List, from the lines below, each one with "FeedEventBuilder" in it.
————
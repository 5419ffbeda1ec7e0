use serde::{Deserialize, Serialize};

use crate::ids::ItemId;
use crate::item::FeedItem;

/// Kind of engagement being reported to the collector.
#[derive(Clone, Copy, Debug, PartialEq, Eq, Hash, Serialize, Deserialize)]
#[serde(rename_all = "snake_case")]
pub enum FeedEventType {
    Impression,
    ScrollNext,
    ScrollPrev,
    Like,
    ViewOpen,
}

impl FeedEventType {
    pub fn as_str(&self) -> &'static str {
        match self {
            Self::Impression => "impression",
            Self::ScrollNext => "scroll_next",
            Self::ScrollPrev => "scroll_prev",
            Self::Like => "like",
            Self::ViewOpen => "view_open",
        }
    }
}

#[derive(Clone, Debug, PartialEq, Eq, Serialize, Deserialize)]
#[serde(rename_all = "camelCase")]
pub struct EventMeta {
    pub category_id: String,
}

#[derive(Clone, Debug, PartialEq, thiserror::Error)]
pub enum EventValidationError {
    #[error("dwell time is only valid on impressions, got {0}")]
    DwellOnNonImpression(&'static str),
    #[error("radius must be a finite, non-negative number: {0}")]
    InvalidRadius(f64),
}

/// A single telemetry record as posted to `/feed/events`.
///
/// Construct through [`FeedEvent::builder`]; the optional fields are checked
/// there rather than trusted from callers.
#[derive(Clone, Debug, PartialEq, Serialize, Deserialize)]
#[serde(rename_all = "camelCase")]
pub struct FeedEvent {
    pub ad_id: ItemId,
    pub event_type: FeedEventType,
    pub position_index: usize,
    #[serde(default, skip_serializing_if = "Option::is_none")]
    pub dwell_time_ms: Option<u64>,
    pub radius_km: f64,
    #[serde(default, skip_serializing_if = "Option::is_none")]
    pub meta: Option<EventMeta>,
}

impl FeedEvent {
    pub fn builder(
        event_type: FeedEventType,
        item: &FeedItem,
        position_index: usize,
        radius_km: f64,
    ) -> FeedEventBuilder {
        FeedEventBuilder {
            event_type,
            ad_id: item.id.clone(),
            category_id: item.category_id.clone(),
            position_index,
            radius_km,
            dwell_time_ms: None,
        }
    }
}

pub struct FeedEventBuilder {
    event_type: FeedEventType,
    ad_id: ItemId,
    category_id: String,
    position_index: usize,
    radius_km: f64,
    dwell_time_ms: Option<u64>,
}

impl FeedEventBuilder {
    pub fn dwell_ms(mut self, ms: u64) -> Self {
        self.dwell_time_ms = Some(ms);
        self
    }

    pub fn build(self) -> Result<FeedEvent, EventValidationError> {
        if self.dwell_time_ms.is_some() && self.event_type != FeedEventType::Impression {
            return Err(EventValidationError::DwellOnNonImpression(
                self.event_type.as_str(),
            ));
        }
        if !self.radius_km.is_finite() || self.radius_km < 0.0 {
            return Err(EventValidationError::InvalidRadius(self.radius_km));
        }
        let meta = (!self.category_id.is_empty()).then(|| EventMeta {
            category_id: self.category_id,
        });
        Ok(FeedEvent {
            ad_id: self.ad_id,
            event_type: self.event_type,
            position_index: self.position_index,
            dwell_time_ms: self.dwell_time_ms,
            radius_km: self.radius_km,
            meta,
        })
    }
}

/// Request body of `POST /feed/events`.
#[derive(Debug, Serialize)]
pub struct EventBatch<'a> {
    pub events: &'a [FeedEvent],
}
————
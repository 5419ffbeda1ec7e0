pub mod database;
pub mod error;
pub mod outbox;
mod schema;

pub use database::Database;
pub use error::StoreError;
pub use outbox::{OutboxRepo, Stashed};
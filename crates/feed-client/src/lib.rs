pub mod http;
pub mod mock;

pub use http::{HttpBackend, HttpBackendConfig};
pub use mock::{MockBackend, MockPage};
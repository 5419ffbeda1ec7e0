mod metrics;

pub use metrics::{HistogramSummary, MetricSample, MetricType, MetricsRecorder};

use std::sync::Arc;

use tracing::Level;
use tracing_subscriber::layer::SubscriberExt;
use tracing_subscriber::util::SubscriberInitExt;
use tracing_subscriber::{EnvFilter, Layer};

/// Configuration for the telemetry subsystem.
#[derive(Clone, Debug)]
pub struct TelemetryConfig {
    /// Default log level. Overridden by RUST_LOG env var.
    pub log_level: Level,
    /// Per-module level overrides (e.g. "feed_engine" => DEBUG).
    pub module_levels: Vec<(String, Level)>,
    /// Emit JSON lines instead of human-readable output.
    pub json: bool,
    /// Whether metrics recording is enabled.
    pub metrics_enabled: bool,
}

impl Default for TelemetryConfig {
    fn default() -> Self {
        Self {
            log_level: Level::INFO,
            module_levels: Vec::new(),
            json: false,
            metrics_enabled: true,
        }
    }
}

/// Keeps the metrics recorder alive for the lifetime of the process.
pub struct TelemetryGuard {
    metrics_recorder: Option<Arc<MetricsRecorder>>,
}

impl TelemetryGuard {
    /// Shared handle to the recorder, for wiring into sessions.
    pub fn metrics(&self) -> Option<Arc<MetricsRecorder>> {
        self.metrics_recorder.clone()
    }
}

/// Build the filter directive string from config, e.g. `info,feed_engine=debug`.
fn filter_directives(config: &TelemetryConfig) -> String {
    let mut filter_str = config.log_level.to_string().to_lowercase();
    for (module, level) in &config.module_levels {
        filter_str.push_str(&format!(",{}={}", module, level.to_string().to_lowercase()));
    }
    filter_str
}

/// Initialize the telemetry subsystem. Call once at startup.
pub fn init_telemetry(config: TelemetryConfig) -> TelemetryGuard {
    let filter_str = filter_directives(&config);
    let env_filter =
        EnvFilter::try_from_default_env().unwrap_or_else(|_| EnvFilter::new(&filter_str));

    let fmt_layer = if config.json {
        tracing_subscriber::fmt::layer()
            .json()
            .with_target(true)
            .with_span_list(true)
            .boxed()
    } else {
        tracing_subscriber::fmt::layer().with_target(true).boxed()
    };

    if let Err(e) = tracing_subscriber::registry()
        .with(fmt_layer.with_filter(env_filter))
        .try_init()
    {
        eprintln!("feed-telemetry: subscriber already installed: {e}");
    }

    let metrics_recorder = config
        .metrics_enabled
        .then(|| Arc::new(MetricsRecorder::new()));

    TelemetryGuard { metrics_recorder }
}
————
[YOUR SOLUTION]
    ) -> FeedEventBuilder {
        FeedEventBuilder {
pub struct FeedEventBuilder {
impl FeedEventBuilder {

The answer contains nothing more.